Historyczna decyzja FIFA! Mecz zostanie powtórzony!

Po raz pierwszy w historii Międzynarodowa Federacja Piłki Nożnej (FIFA) przyznała, że sędzia popełnił błąd, przeprosiła i podjęła decyzje, przez które bardzo mocno ucierpią sędzia oraz „uratowana” przez niego drużyna.

Sytuacja dotyczy meczu eliminacji mistrzostw świata w strefie afrykańskiej. W listopadzie zeszłego roku RPA wygrało 2:1 z Senegalem, a decydująca bramka padła po rzucie karnym. Sędzia z Ghany – Joseph Lamptey – podyktował „jedenastkę” za zagranie ręką.

Jak wykazały wszelkie nagrania, ręki nie było, a obrońca piłki dotykał… kolanem. Z biegiem czasu okazało się, że tragiczny błąd arbitra głównego kosztował Senegal wiele, bo utratę pozycji lidera w tabeli. Jako że w grupie D na tym etapie rozgrywek jest niezwykle ciasno, „Lwy Terrangi” spadły na… 3. miejsce, a do lidera – Burkina Faso – tracą tylko punkt.

Zupełnie przeciwne skutki miał feralny pojedynek dla RPA. „Bafana Bafana” tylko dzięki trzem punktom wywalczonym z Senegalem właśnie, pozostają nadal w grze o awans. Przypomnijmy jednak, że w Afryce z każdej grupy na mundial awansuje tylko jeden, najlepszy zespół. Zarówno Senegalczycy, jak i reprezentanci RPA nie mają w tym momencie losu awansu w swoich rękach i nawet w razie zwycięstw w kolejnych meczach, musieliby liczyć na dodatkowe potknięcia drużyn prowadzących w tabeli.

Mimo że sędzia Joseph Lapey w listopadzie zeszłego roku nie mógł wiedzieć, jaką wagę będzie miała jego decyzja, FIFA podjęła działania.

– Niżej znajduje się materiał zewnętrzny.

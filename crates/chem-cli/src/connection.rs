//! Parámetros de conexión al inventario.
//!
//! Orden: `DATABASE_URL` (entorno o .env) -> prompts interactivos con
//! valores por defecto -> valores por defecto (`--no-prompt`).

use std::io::{self, BufRead, Write};

use chem_persistence::{init_dotenv, ConfigError, ConnectionParams, DbConfig};
use log::info;

use crate::CliError;

/// Escribe `label:<shown>>` y lee una línea; vacía o EOF => `default`.
pub fn prompt_with_default<R: BufRead, W: Write>(input: &mut R,
                                                 output: &mut W,
                                                 label: &str,
                                                 shown: &str,
                                                 default: &str)
                                                 -> io::Result<String> {
    write!(output, "{label}:{shown}>")?;
    output.flush()?;
    let mut line = String::new();
    if input.read_line(&mut line)? == 0 {
        writeln!(output)?;
    }
    let line = line.trim();
    Ok(if line.is_empty() { default.to_string() } else { line.to_string() })
}

/// Pide cada parámetro mostrando el valor por defecto (la contraseña oculta).
pub fn prompt_params<R: BufRead, W: Write>(input: &mut R, output: &mut W) -> Result<ConnectionParams, CliError> {
    let d = ConnectionParams::default();
    let io_err = |e: io::Error| CliError::Config(format!("lectura de parámetros de conexión: {e}"));
    let host = prompt_with_default(input, output, "INVENTORY SQL ADDRESS", &d.host, &d.host).map_err(io_err)?;
    let port_raw = prompt_with_default(input, output, "INVENTORY SQL Port", &d.port.to_string(), &d.port.to_string()).map_err(io_err)?;
    let port = ConnectionParams::parse_port(&port_raw)?;
    let user = prompt_with_default(input, output, "INVENTORY Username", &d.user, &d.user).map_err(io_err)?;
    let password = prompt_with_default(input, output, "INVENTORY password", "***", &d.password).map_err(io_err)?;
    let database = prompt_with_default(input, output, "INVENTORY database name", &d.database, &d.database).map_err(io_err)?;
    Ok(ConnectionParams { host,
                          port,
                          user,
                          password,
                          database })
}

pub fn resolve_db_config(no_prompt: bool) -> Result<DbConfig, CliError> {
    init_dotenv();
    match DbConfig::from_env() {
        Ok(cfg) => {
            info!("connection:using DATABASE_URL");
            return Ok(cfg);
        }
        Err(ConfigError::MissingVar(_)) => {}
        Err(e) => return Err(e.into()),
    }
    let params = if no_prompt {
        ConnectionParams::default()
    } else {
        let stdin = io::stdin();
        prompt_params(&mut stdin.lock(), &mut io::stdout())?
    };
    info!("connection:{}", params.redacted_url()?);
    Ok(DbConfig::from_url(&params.to_url()?))
}
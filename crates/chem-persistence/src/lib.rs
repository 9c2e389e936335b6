//! chem-persistence
//!
//! Implementación Postgres (Diesel + r2d2) del `CompoundStore` del core
//! sobre la tabla de inventario `inv_compounds`.
//!
//! Módulos:
//! - `pg`: store, pool y proveedor de conexiones.
//! - `config`: carga de configuración desde .env y parámetros de conexión.
//! - `schema`: tabla Diesel declarada para compilar queries.

pub mod config;
pub mod error;
pub mod pg;
pub mod schema;

pub use config::{init_dotenv, ConfigError, ConnectionParams, DbConfig};
pub use error::PersistenceError;
pub use pg::{build_pool, connect, connect_from_env, ConnectionProvider, PgCompoundStore, PgPool, PoolProvider};
//! Taxonomía de errores del pipeline.
//!
//! Cada adaptador (store, proveedores HTTP, gate, conversor) tiene su propio
//! error local y lo traduce a `PipelineError` en la frontera del trait.
//! Todas las variantes son fatales para la corrida salvo `StoreWrite`, cuya
//! política decide `WriteFailurePolicy`.

use chem_domain::{CompoundId, DomainError};
use serde::{Deserialize, Serialize};
use thiserror::Error;

#[derive(Debug, Error, PartialEq, Eq, Clone, Serialize, Deserialize)]
pub enum PipelineError {
    #[error("store query failed: {0}")]
    StoreQuery(String),
    #[error("store write failed for compound {compound_id}: {reason}")]
    StoreWrite { compound_id: CompoundId, reason: String },
    #[error("lookup transport error ({url}): {reason}")]
    LookupTransport { url: String, reason: String },
    #[error("converter process error: {0}")]
    ConverterProcess(String),
    #[error("converter output error: {0}")]
    ConverterOutput(String),
    #[error("operator input error: {0}")]
    OperatorInput(String),
    #[error("internal: {0}")]
    Internal(String),
}

/// Clase de error para decidir si la corrida continúa.
#[derive(Debug, Clone, Copy, PartialEq, Eq)]
pub enum ErrorClass {
    /// Aborta la corrida completa.
    Fatal,
    /// Sujeto a `WriteFailurePolicy`.
    BestEffort,
}

pub fn classify_error(e: &PipelineError) -> ErrorClass {
    match e {
        PipelineError::StoreWrite { .. } => ErrorClass::BestEffort,
        _ => ErrorClass::Fatal,
    }
}

impl From<DomainError> for PipelineError {
    fn from(e: DomainError) -> Self {
        PipelineError::Internal(e.to_string())
    }
}
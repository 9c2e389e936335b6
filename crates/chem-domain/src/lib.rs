// chem-domain library entry point
pub mod compound;
pub mod error;
pub mod registry;
pub mod resolution;
pub use compound::{CompoundId, CompoundRecord, StructureEncoding, ENRICHED_SENTINEL};
pub use error::DomainError;
pub use registry::RegistryNumber;
pub use resolution::{RecordStage, ResolutionContext};
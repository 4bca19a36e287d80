//! Unix socket locations for SPICE and QMP.
//!
//! Sockets live under `<runtime_root>/qemu/<vm name>/<purpose>.sock`. The
//! purpose is the file stem, so a VM with both SPICE-over-unix and a QMP
//! control socket gets two distinct paths in the same directory.

use std::fmt;
use std::path::{Path, PathBuf};

use super::error::{Result, SynthError};

#[derive(Debug, Clone, Copy, PartialEq, Eq)]
pub enum SocketPurpose {
    Spice,
    Qmp,
}

impl fmt::Display for SocketPurpose {
    fn fmt(&self, f: &mut fmt::Formatter<'_>) -> fmt::Result {
        f.write_str(match self {
            SocketPurpose::Spice => "spice",
            SocketPurpose::Qmp => "qmp",
        })
    }
}

/// Directory holding every socket of one VM.
pub fn socket_dir(runtime_root: &Path, vm_name: &str) -> PathBuf {
    runtime_root.join("qemu").join(vm_name)
}

/// Resolve the socket path for `purpose`, creating its directory if needed.
///
/// Calling this repeatedly with the same arguments returns the same path and
/// never fails because the directory already exists.
pub fn socket_path(runtime_root: &Path, purpose: SocketPurpose, vm_name: &str) -> Result<PathBuf> {
    let dir = socket_dir(runtime_root, vm_name);
    std::fs::create_dir_all(&dir).map_err(|source| SynthError::SocketDir {
        path: dir.clone(),
        source,
    })?;
    Ok(dir.join(format!("{purpose}.sock")))
}
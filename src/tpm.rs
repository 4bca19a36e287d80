//! Software TPM (swtpm) daemon for guests with `tpm = true`.
//!
//! QEMU's `tpm-emulator` backend talks to an external swtpm over a unix
//! control socket. The daemon is started before the emulator and torn down,
//! with its state directory, once the emulator exits.
//!
//! ```text
//! SwtpmDaemon::start(dir)
//!     └─► swtpm socket --tpmstate dir=<dir> --ctrl type=unixio,path=<dir>/swtpm-sock --tpm2
//!             └─► socket() → RuntimeParams::tpm_socket
//! ```

use std::path::{Path, PathBuf};
use std::time::Duration;

use anyhow::{Context, Result};
use tokio::process::{Child, Command};
use tracing::{info, warn};

const SOCKET_NAME: &str = "swtpm-sock";

/// How long to wait for swtpm to create its control socket.
const SOCKET_WAIT: Duration = Duration::from_secs(5);

pub struct SwtpmDaemon {
    dir: PathBuf,
    child: Child,
}

/// Arguments for a TPM 2.0 swtpm keeping its state in `dir`.
pub fn swtpm_args(dir: &Path) -> Vec<String> {
    vec![
        "socket".to_string(),
        "--tpmstate".to_string(),
        format!("dir={}", dir.display()),
        "--ctrl".to_string(),
        format!("type=unixio,path={}", dir.join(SOCKET_NAME).display()),
        "--tpm2".to_string(),
    ]
}

impl SwtpmDaemon {
    /// Spawn swtpm with its state in `dir` and wait for the control socket.
    pub async fn start(dir: PathBuf) -> Result<Self> {
        tokio::fs::create_dir_all(&dir)
            .await
            .with_context(|| format!("create TPM state directory {}", dir.display()))?;

        let child = Command::new("swtpm")
            .args(swtpm_args(&dir))
            .kill_on_drop(true)
            .spawn()
            .context("Failed to spawn swtpm (is it installed?)")?;
        info!(dir = %dir.display(), "software TPM daemon started");

        let daemon = Self { dir, child };
        daemon.wait_for_socket().await;
        Ok(daemon)
    }

    /// Control socket to hand to QEMU.
    pub fn socket(&self) -> PathBuf {
        self.dir.join(SOCKET_NAME)
    }

    async fn wait_for_socket(&self) {
        let deadline = tokio::time::Instant::now() + SOCKET_WAIT;
        let socket = self.socket();
        while !socket.exists() {
            if tokio::time::Instant::now() >= deadline {
                warn!(socket = %socket.display(), "swtpm socket did not appear in time");
                return;
            }
            tokio::time::sleep(Duration::from_millis(50)).await;
        }
    }

    /// Stop the daemon and delete its state directory.
    pub async fn shutdown(mut self) -> Result<()> {
        info!("shutting down software TPM daemon");
        match self.child.try_wait() {
            Ok(Some(status)) => info!(exit_status = ?status, "swtpm already exited"),
            _ => {
                if let Err(e) = self.child.kill().await {
                    warn!(error = %e, "failed to kill swtpm");
                }
            }
        }

        if self.dir.exists() {
            tokio::fs::remove_dir_all(&self.dir)
                .await
                .with_context(|| format!("remove TPM state directory {}", self.dir.display()))?;
        }
        Ok(())
    }
}
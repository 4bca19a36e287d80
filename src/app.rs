//! VM lifecycle actions: `init`, `install`, `run`, and a dry-run `args`.

use std::net::{Ipv4Addr, TcpListener};
use std::path::PathBuf;

use anyhow::{Context, Result, bail};
use tracing::{error, info, warn};

use crate::config;
use crate::exec::{exec_with_trace, run_preparatory};
use crate::paths::VmvmPaths;
use crate::tpm::SwtpmDaemon;
use crate::vm::resolve::image_format;
use crate::vm::{ArgBuilder, BootMode, HostFs, PreparatoryAction, RuntimeParams, VmConfig};

/// First port tried for SPICE when the config says `spice = "auto"`.
pub const SPICE_PORT_BASE: u16 = 5900;

/// Size of the disk created by `init`.
const INIT_DISK_SIZE: &str = "100G";

/// Complete emulator invocation for one lifecycle action.
#[derive(Debug, Clone, PartialEq, Eq)]
pub struct Invocation {
    pub program: &'static str,
    pub args: Vec<String>,
    pub pre_commands: Vec<PreparatoryAction>,
}

pub struct App {
    vm_dir: PathBuf,
    config: VmConfig,
    paths: VmvmPaths,
}

impl App {
    /// Load `vmconfig.toml` from `vm_dir`.
    pub fn open(vm_dir: PathBuf, paths: VmvmPaths) -> Result<Self> {
        let vm_dir = std::fs::canonicalize(&vm_dir)
            .with_context(|| format!("VM directory {} not accessible", vm_dir.display()))?;
        let config = config::load(&vm_dir)?;
        Ok(Self { vm_dir, config, paths })
    }

    pub fn config(&self) -> &VmConfig {
        &self.config
    }

    /// Build the full command line: common arguments, then boot order, then
    /// optical media (always attached for installs).
    pub fn synthesize(&self, mode: BootMode, runtime: &RuntimeParams) -> Result<Invocation> {
        let probe = HostFs::new(&self.vm_dir);
        let builder = ArgBuilder::new(&self.config, &probe, &self.paths.runtime);

        let common = builder.common_args(runtime)?;
        let mut args = common.args;
        args.extend(builder.boot_args(mode));
        args.extend(builder.cdrom_args(mode == BootMode::Install));

        Ok(Invocation {
            program: self.config.arch.emulator_binary(),
            args,
            pre_commands: common.pre_commands,
        })
    }

    /// Create an empty image for the first configured disk.
    pub async fn act_init(&self) -> Result<()> {
        info!("action: initializing vm");
        let Some(first_disk) = self.config.disks.first() else {
            bail!("no disks configured");
        };
        if first_disk.exists() {
            error!("disk already exists, not overwriting: {}", first_disk.display());
            return Ok(());
        }

        let format = image_format(first_disk).as_str();
        info!(
            "creating empty disk {} with size {} and format {}",
            first_disk.display(),
            INIT_DISK_SIZE,
            format.to_uppercase()
        );
        let args = vec![
            "create".to_string(),
            "-f".to_string(),
            format.to_string(),
            first_disk.display().to_string(),
            INIT_DISK_SIZE.to_string(),
        ];
        let status = exec_with_trace("qemu-img", &args, &self.vm_dir).await?;
        if !status.success() {
            bail!("qemu-img failed ({status})");
        }
        Ok(())
    }

    pub async fn act_install(&self) -> Result<()> {
        info!("action: installing operating system inside vm");
        self.launch(BootMode::Install).await
    }

    pub async fn act_run(&self) -> Result<()> {
        info!("action: running vm");
        self.launch(BootMode::Run).await
    }

    /// Print the command line `install`/`run` would execute.
    pub fn act_args(&self, mode: BootMode) -> Result<()> {
        let runtime = RuntimeParams {
            spice_port: find_free_port(SPICE_PORT_BASE)?,
            tpm_socket: self
                .config
                .enable_tpm
                .then(|| self.paths.tpm_dir(&self.config.name).join("swtpm-sock")),
        };
        let invocation = self.synthesize(mode, &runtime)?;

        for pre in &invocation.pre_commands {
            println!("{} {}", pre.program, pre.args.join(" "));
        }
        println!("{} {}", invocation.program, invocation.args.join(" "));
        Ok(())
    }

    async fn launch(&self, mode: BootMode) -> Result<()> {
        let tpm = if self.config.enable_tpm {
            info!("starting software TPM daemon");
            Some(SwtpmDaemon::start(self.paths.tpm_dir(&self.config.name)).await?)
        } else {
            None
        };

        let result = self.launch_emulator(mode, tpm.as_ref().map(SwtpmDaemon::socket)).await;

        match tpm {
            Some(tpm) => merge_teardown(result, tpm.shutdown().await),
            None => result,
        }
    }

    async fn launch_emulator(&self, mode: BootMode, tpm_socket: Option<PathBuf>) -> Result<()> {
        let runtime = RuntimeParams {
            spice_port: find_free_port(SPICE_PORT_BASE)?,
            tpm_socket,
        };
        let invocation = self.synthesize(mode, &runtime)?;

        run_preparatory(&invocation.pre_commands, &self.vm_dir).await?;

        let status = exec_with_trace(invocation.program, &invocation.args, &self.vm_dir).await?;
        if !status.success() {
            bail!("{} exited with {status}", invocation.program);
        }
        Ok(())
    }
}

/// The emulator's error wins over a teardown error; the latter is only
/// returned when the emulator itself succeeded.
fn merge_teardown(run: Result<()>, teardown: Result<()>) -> Result<()> {
    match (run, teardown) {
        (Err(run), Err(teardown)) => {
            warn!("software TPM teardown failed: {teardown:#}");
            Err(run)
        }
        (Err(run), Ok(())) => Err(run),
        (Ok(()), teardown) => teardown,
    }
}

/// First port at or above `base` that can be bound on localhost.
pub fn find_free_port(base: u16) -> Result<u16> {
    (base..=u16::MAX)
        .find(|&port| TcpListener::bind((Ipv4Addr::LOCALHOST, port)).is_ok())
        .with_context(|| format!("no free TCP port at or above {base}"))
}

#[cfg(test)]
mod tests {
    use super::*;

    #[test]
    fn busy_port_is_skipped() {
        let busy = TcpListener::bind((Ipv4Addr::LOCALHOST, 0)).unwrap();
        let port = busy.local_addr().unwrap().port();

        let found = find_free_port(port).unwrap();

        assert!(found > port);
    }

    #[test]
    fn emulator_failure_survives_teardown_failure() {
        let merged = merge_teardown(Err(anyhow::anyhow!("qemu exited with 1")), Err(anyhow::anyhow!("rm failed")));
        assert_eq!(merged.unwrap_err().to_string(), "qemu exited with 1");

        let merged = merge_teardown(Ok(()), Err(anyhow::anyhow!("rm failed")));
        assert_eq!(merged.unwrap_err().to_string(), "rm failed");

        assert!(merge_teardown(Ok(()), Ok(())).is_ok());
    }

    fn write_vm(dir: &std::path::Path, body: &str) {
        std::fs::write(dir.join(config::CONFIG_FILE_NAME), body).unwrap();
    }

    fn paths(root: &std::path::Path) -> VmvmPaths {
        VmvmPaths {
            runtime: root.join("run"),
            logs: root.join("logs"),
        }
    }

    #[test]
    fn synthesize_concatenates_sections() {
        let tmp = tempfile::TempDir::new().unwrap();
        let vm = tmp.path().join("vm");
        std::fs::create_dir(&vm).unwrap();
        write_vm(
            &vm,
            "name = 'foo'\nprototype = 'default-x86_64'\ndisk = 'system.qcow2'\nos_install = 'setup.iso'\n",
        );

        let app = App::open(vm.clone(), paths(tmp.path())).unwrap();
        let runtime = RuntimeParams {
            spice_port: 5901,
            tpm_socket: None,
        };

        let install = app.synthesize(BootMode::Install, &runtime).unwrap();
        assert_eq!(install.program, "qemu-system-x86_64");
        let boot = install.args.iter().position(|a| a == "-boot").unwrap();
        assert_eq!(install.args[boot + 1], "once=d");
        assert!(install.args[boot + 2..].iter().any(|a| a.starts_with("ide-cd,bus=ide.0")));

        let run = app.synthesize(BootMode::Run, &runtime).unwrap();
        assert_eq!(run.args.last().unwrap(), "order=c");
        assert!(!run.args.iter().any(|a| a.contains("setup.iso")));
    }

    #[tokio::test]
    async fn init_without_disks_fails() {
        let tmp = tempfile::TempDir::new().unwrap();
        write_vm(tmp.path(), "name = 'foo'\nprototype = 'default-x86_64'\n");

        let app = App::open(tmp.path().to_path_buf(), paths(tmp.path())).unwrap();

        assert!(app.act_init().await.is_err());
    }

    #[tokio::test]
    async fn init_keeps_existing_disk() {
        let tmp = tempfile::TempDir::new().unwrap();
        write_vm(tmp.path(), "name = 'foo'\nprototype = 'default-x86_64'\ndisk = 'system.qcow2'\n");
        std::fs::write(tmp.path().join("system.qcow2"), b"data").unwrap();

        let app = App::open(tmp.path().to_path_buf(), paths(tmp.path())).unwrap();
        app.act_init().await.unwrap();

        assert_eq!(std::fs::read(tmp.path().join("system.qcow2")).unwrap(), b"data");
    }
}
//! Errors surfaced by argument synthesis.

use std::path::PathBuf;

use thiserror::Error;

pub type Result<T> = std::result::Result<T, SynthError>;

#[derive(Debug, Error)]
pub enum SynthError {
    #[error("unsupported architecture: {0}")]
    UnsupportedArchitecture(String),

    /// EFI was requested but no usable CODE/VARS pair was found.
    /// `package` is the suffix of the distribution package to install.
    #[error("edk2 files not found in {}. Please install edk2-{package} package.", dir.display())]
    FirmwareNotFound { package: &'static str, dir: PathBuf },

    #[error("create socket directory {}: {source}", path.display())]
    SocketDir {
        path: PathBuf,
        #[source]
        source: std::io::Error,
    },
}
//! # Playground Preview Core
//!
//! Turns a virtual, in-memory project into a live preview:
//!
//! ```text
//! VirtualFileSystem -> TreeBuilder            (navigation view)
//!                   -> ModuleAnalyzer -> ModuleResolver -> Bundler
//!                   -> preview document -> SandboxRunner (isolated surface)
//! ```
//!
//! ## Pipeline Invariants
//!
//! 1. **Flat Store**: paths are unique keys in insertion order. Directories
//!    are implicit prefixes or explicit `"<dir>/.folder"` markers.
//!
//! 2. **Full Rebuilds**: every change re-runs the whole pipeline on a fresh
//!    snapshot. A build is deterministic for a given snapshot and options.
//!
//! 3. **Fail Open**: an import that resolves nowhere becomes a placeholder
//!    binding. The only build-level failure is a project without analyzable
//!    script files.
//!
//! 4. **One Shared Slot**: every default export writes the same global slot;
//!    the last writer in store order wins.
//!
//! 5. **Entry Order**: global `App`, then the shared slot, then the first
//!    uppercase top-level function, else a static notice.
//!
//! 6. **Handle Lifecycle**: the runner keeps one live preview handle and
//!    releases the previous one once the next is installed.

#[cfg(feature = "napi")]
mod bridge;

mod analyzer;
mod bundle;
mod cache;
mod document;
mod error;
mod options;
mod persist;
mod resolver;
mod sandbox;
mod session;
mod starter;
mod tree;
mod vfs;


#[cfg(feature = "napi")]
pub use bridge::{build_preview_native, build_tree_native, NativePreview};

pub use analyzer::{
    analyze_module, has_script_extension, is_analyzable, ExportBinding, ImportBinding,
    ModuleRecord, DEFAULT_EXPORT_NAME,
};
pub use bundle::{bundle_project, transform_module, Bundle, Bundler, EntryHints, TransformedModule};
pub use cache::ModuleCache;
pub use document::{
    build_preview, build_preview_with, detect_entry, generate_document, EntryPoint,
    PreviewBuild, PreviewDocument, NO_COMPONENT_MESSAGE,
};
pub use error::{BuildError, StoreError};
pub use options::{is_identifier, PreviewOptions, SCRIPT_EXTENSIONS};
pub use persist::{
    export_directory, import_directory, load_or_starter, snapshot_from_json, DirectoryStore,
    MemoryStore, ProjectStore,
};
pub use resolver::{candidate_paths, parent_dir, resolve_specifier, Resolution, ResolvedImport};
pub use sandbox::{MemoryHost, PreviewHost, ResourceHandle, SandboxRunner};
pub use session::PreviewSession;
pub use tree::{build_tree, TreeNode};
pub use vfs::{
    is_folder_marker, marker_directory, FileEntry, ProjectSnapshot, VirtualFileSystem,
    DEFAULT_ENTRY_DOCUMENT, FOLDER_MARKER,
};
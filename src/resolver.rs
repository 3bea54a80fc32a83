//! Import specifier resolution against the flat store.
//!
//! Only `./`-relative specifiers are looked up. The candidate order is fixed:
//! the bare path, then `.js`, `.jsx`, `.ts`, `.tsx`. The first candidate that
//! names a store key wins; several existing candidates are not reported as
//! ambiguous, the losers are only logged. Misses never fail the build.

use serde::{Deserialize, Serialize};

use crate::analyzer::ImportBinding;
use crate::options::SCRIPT_EXTENSIONS;
use crate::vfs::ProjectSnapshot;

const RELATIVE_PREFIX: &str = "./";

#[derive(Debug, Clone, PartialEq, Eq, Serialize, Deserialize)]
#[serde(tag = "kind", rename_all = "camelCase")]
pub enum Resolution {
    Resolved {
        path: String,
        /// Other candidates that also exist but lost to `path`.
        shadowed: Vec<String>,
    },
    Unresolved,
}

impl Resolution {
    pub fn path(&self) -> Option<&str> {
        match self {
            Resolution::Resolved { path, .. } => Some(path.as_str()),
            Resolution::Unresolved => None,
        }
    }
}

/// Directory of `path`: everything before the last separator, or empty.
pub fn parent_dir(path: &str) -> &str {
    path.rfind('/').map(|i| &path[..i]).unwrap_or("")
}

/// Lookup candidates for `specifier` imported from `importer`, in order.
/// Empty for non-relative specifiers.
pub fn candidate_paths(importer: &str, specifier: &str) -> Vec<String> {
    let Some(rest) = specifier.strip_prefix(RELATIVE_PREFIX) else {
        return Vec::new();
    };
    let dir = parent_dir(importer);
    let base = if dir.is_empty() {
        rest.to_string()
    } else {
        format!("{}/{}", dir, rest)
    };

    let mut candidates = Vec::with_capacity(SCRIPT_EXTENSIONS.len() + 1);
    candidates.push(base.clone());
    for ext in SCRIPT_EXTENSIONS {
        candidates.push(format!("{}.{}", base, ext));
    }
    candidates
}

pub fn resolve_specifier(snapshot: &ProjectSnapshot, importer: &str, specifier: &str) -> Resolution {
    let mut hits = candidate_paths(importer, specifier)
        .into_iter()
        .filter(|c| snapshot.contains(c));

    match hits.next() {
        Some(path) => {
            let shadowed: Vec<String> = hits.collect();
            if !shadowed.is_empty() {
                tracing::debug!(
                    importer,
                    specifier,
                    resolved = %path,
                    ?shadowed,
                    "specifier matches several files; first candidate wins"
                );
            }
            Resolution::Resolved { path, shadowed }
        }
        None => {
            tracing::debug!(importer, specifier, "import left unresolved");
            Resolution::Unresolved
        }
    }
}

/// One import of one module, together with where it landed.
#[derive(Debug, Clone, PartialEq, Eq, Serialize, Deserialize)]
#[serde(rename_all = "camelCase")]
pub struct ResolvedImport {
    pub importer: String,
    pub import: ImportBinding,
    pub resolution: Resolution,
}
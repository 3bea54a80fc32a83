//! Preview configuration.
//!
//! Every knob has a default matching the stock React playground, so an empty
//! JSON object (or `PreviewOptions::default()`) is a complete configuration.

use lazy_static::lazy_static;
use regex::Regex;
use serde::{Deserialize, Serialize};

use crate::error::BuildError;

lazy_static! {
    static ref IDENTIFIER_RE: Regex = Regex::new(r"^[A-Za-z_$][A-Za-z0-9_$]*$").unwrap();
    static ref ELEMENT_ID_RE: Regex = Regex::new(r"^[A-Za-z][A-Za-z0-9_:.-]*$").unwrap();
}

/// Script extensions considered for module analysis, in resolution order.
pub const SCRIPT_EXTENSIONS: [&str; 4] = ["js", "jsx", "ts", "tsx"];

#[derive(Debug, Clone, PartialEq, Serialize, Deserialize)]
#[serde(rename_all = "camelCase", default)]
pub struct PreviewOptions {
    /// Element the entry component is rendered into.
    pub root_element_id: String,
    /// The single binding every `export default` writes to.
    pub shared_default_slot: String,
    /// Expression bound to imports that cannot be resolved.
    pub placeholder_literal: String,
    /// Markup used when the project has no entry document.
    pub fallback_entry_markup: String,
    /// External runtime scripts injected ahead of the bundle.
    pub runtime_scripts: Vec<String>,
    /// `type` attribute of the bundle script.
    pub bundle_script_type: String,
    /// `data-presets` attribute of the bundle script; empty omits it.
    pub bundle_presets: String,
    /// Statements evaluated before the resolution bindings.
    pub runtime_prelude: String,
    /// `<title>` of the generated document.
    pub document_title: String,
    /// Prefix of generated resource handle urls.
    pub handle_scheme: String,
}

impl Default for PreviewOptions {
    fn default() -> Self {
        Self {
            root_element_id: "root".to_string(),
            shared_default_slot: "__defaultExport".to_string(),
            placeholder_literal: "null".to_string(),
            fallback_entry_markup: r#"<div id="root"></div>"#.to_string(),
            runtime_scripts: vec![
                "https://unpkg.com/react@18/umd/react.development.js".to_string(),
                "https://unpkg.com/react-dom@18/umd/react-dom.development.js".to_string(),
                "https://unpkg.com/@babel/standalone/babel.min.js".to_string(),
            ],
            bundle_script_type: "text/babel".to_string(),
            bundle_presets: "react".to_string(),
            runtime_prelude: "const { useState, useEffect, useRef, useMemo } = React;".to_string(),
            document_title: "React Preview".to_string(),
            handle_scheme: "blob:preview".to_string(),
        }
    }
}

impl PreviewOptions {
    pub fn from_json_str(raw: &str) -> Result<Self, serde_json::Error> {
        serde_json::from_str(raw)
    }

    /// Reject values that would be spliced into generated code unchecked.
    pub fn validate(&self) -> Result<(), BuildError> {
        if !is_identifier(&self.shared_default_slot) {
            return Err(BuildError::InvalidOption {
                field: "sharedDefaultSlot",
                value: self.shared_default_slot.clone(),
            });
        }
        if !ELEMENT_ID_RE.is_match(&self.root_element_id) {
            return Err(BuildError::InvalidOption {
                field: "rootElementId",
                value: self.root_element_id.clone(),
            });
        }
        Ok(())
    }
}

pub fn is_identifier(name: &str) -> bool {
    IDENTIFIER_RE.is_match(name)
}

#[cfg(test)]
mod tests {
    use super::*;

    #[test]
    fn test_empty_json_yields_defaults() {
        let opts = PreviewOptions::from_json_str("{}").unwrap();
        assert_eq!(opts, PreviewOptions::default());
    }

    #[test]
    fn test_partial_json_overrides() {
        let opts =
            PreviewOptions::from_json_str(r#"{"rootElementId":"app","bundlePresets":""}"#).unwrap();
        assert_eq!(opts.root_element_id, "app");
        assert!(opts.bundle_presets.is_empty());
        assert_eq!(opts.shared_default_slot, "__defaultExport");
    }

    #[test]
    fn test_validate_rejects_bad_slot() {
        let opts = PreviewOptions {
            shared_default_slot: "not valid".to_string(),
            ..PreviewOptions::default()
        };
        assert!(matches!(
            opts.validate(),
            Err(BuildError::InvalidOption { field: "sharedDefaultSlot", .. })
        ));
        assert!(PreviewOptions::default().validate().is_ok());
    }
}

Na wniosek senegalskiego związku międzynarodowa federacja zbadała sprawę i wydała sensacyjny wyrok – mecz zostanie powtórzony dokładnie rok po jego pierwotnym rozegraniu. Dotkliwa kara za błąd spotkała również arbitra. Joseph Laptey z Ghany nie poprowadzi już nigdy żadnego spotkania na szczeblu krajowym i międzynarodowym.

Miejmy nadzieję, że będzie to tylko początek walki z brakiem sprawiedliwości wśród sędziów. Jeśli bowiem ten przypadek okaże się odosobniony, największą niesprawiedliwością wykaże się… sama FIFA. W ciągu ostatnich lat mieliśmy bowiem wiele spotkań w eliminacjach mistrzostw świata, które w kontrowersyjnych okolicznościach dawały awans lub przybliżały do niego poszczególne zespoły, a FIFA nie wyciągała z nich żadnych konsekwencji.

Flagowym przykładem bezradności federacji stał się barażowy pojedynek Francji z Irlandią, w którym po zagraniu ręką Thierry’ego Henry’ego padł gol, dający „Trójkolorowym” awans na mundial 2010. Kontrowersje można dostrzec również podczas tegorocznych eliminacji, bo pokrzywdzona została choćby Turcja w meczu z Ukrainą.

Podobne sytuacje możemy mnożyć. I wydaje się, że jedyne słuszne rozwiązanie w tej sytuacji już powstało i nazywa się VAR. Dopóki system ten nie zostanie wprowadzony na wszystkie światowe boiska, sędziowie zawsze będą się mylić. Federacji należy pogratulować odwagi. Powtórzony mecz może być tym, co rzeczywiście odda sprawiedliwość. Kara dla sędziego wydaje się jednak zbyt surowa, zważając na to, iż jest on jednym z wielu, którzy popełniają tego typu błąd.

Fortuna: Odbierz 110 zł na zakład bez ryzyka
+ do 400 zł bonusu!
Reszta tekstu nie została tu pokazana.